The pathogenic fungus Candida albicans causes severe invasive candidiasis. C. albicans infection requires the action of the virulence factor Candidalysin (CL), which damages the plasma membrane of the target human cells. However, the molecular mechanism that CL uses to permeabilize membranes is poorly understood. We employed complementary biophysical, modeling, microscopy, and cell biology methods to reveal that CL forms membrane pores using a unique molecular mechanism. Unexpectedly, it was observed that CL readily assembles into linear polymers in solution. The basic structural unit in polymer formation is a CL 8-mer, which is sequentially added into a string configuration. Finally, the linear polymers can close into a loop. Our data indicate that CL loops spontaneously insert into the membrane to become membrane pores. We identified a CL mutation (G4W) that inhibited the formation of polymers in solution and prevented formation of pores in different synthetic lipid membranes systems. Studies in epithelial cells showed that G4W CL failed to activate the danger response signaling pathway, a hallmark of the pathogenic effect of CL. These results indicate that CL polymerization in solution is a necessary step for the damage of cellular membranes.

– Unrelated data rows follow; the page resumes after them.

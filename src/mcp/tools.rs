//! MCP tool argument structs for the pkb knowledge base
//!
//! Simple structs for deserializing tool arguments.

use serde::{Deserialize, Serialize};

/// Create a "Today I Learned" entry
#[derive(Debug, Deserialize, Serialize)]
pub struct AddTilTool {
    /// Short descriptive title for the TIL entry
    pub title: String,
    /// Markdown body of the entry
    pub content: String,
    /// Tags/keywords for categorization
    #[serde(default)]
    pub tags: Vec<String>,
}

/// Save a reusable prompt
#[derive(Debug, Deserialize, Serialize)]
pub struct AddPromptTool {
    /// Short name for the prompt
    pub title: String,
    /// Full prompt text
    pub content: String,
    /// Category bucket (e.g. coding, infrastructure, documentation)
    pub category: String,
    /// Optional tags
    #[serde(default)]
    pub tags: Vec<String>,
}

/// Document a reusable pattern
#[derive(Debug, Deserialize, Serialize)]
pub struct AddPatternTool {
    /// Short name for the pattern
    pub title: String,
    /// Pattern description in Markdown
    pub content: String,
    /// Category bucket (e.g. agent, cloud, devops)
    pub category: String,
    /// Optional tags
    #[serde(default)]
    pub tags: Vec<String>,
}

/// Search the knowledge base by keyword
#[derive(Debug, Deserialize, Serialize)]
pub struct SearchPkbTool {
    /// Keyword to look for across titles, tags and bodies
    pub query: String,
    /// Sections to search (default: all)
    #[serde(default)]
    pub sections: Vec<String>,
}

/// List entries in a section
#[derive(Debug, Deserialize, Serialize)]
pub struct ListEntriesTool {
    /// Section to list: til, prompt or pattern
    pub section: String,
    /// Optional category filter (prompts/patterns only)
    #[serde(default)]
    pub category: Option<String>,
}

Analysis of thousands of CL pores by atomic force microscopy revealed the co-existence of simple depressions and complex pores decorated with protrusions. Imaging and modeling indicate that the two types of pores are formed by CL molecules assembled into alternate orientations. We propose that this structural rearrangement represents a maturation mechanism that might stabilize pore formation to achieve more robust cellular damage. Taken together, the data show that CL uses a previously unknown mechanism to damage membranes, whereby pre-assembly of CL loops in solution directly leads to formation of membrane pores. Our investigation not only unravels a new paradigm for the formation of membrane pores, but additionally identifies CL polymerization as a novel therapeutic target to treat candidiasis.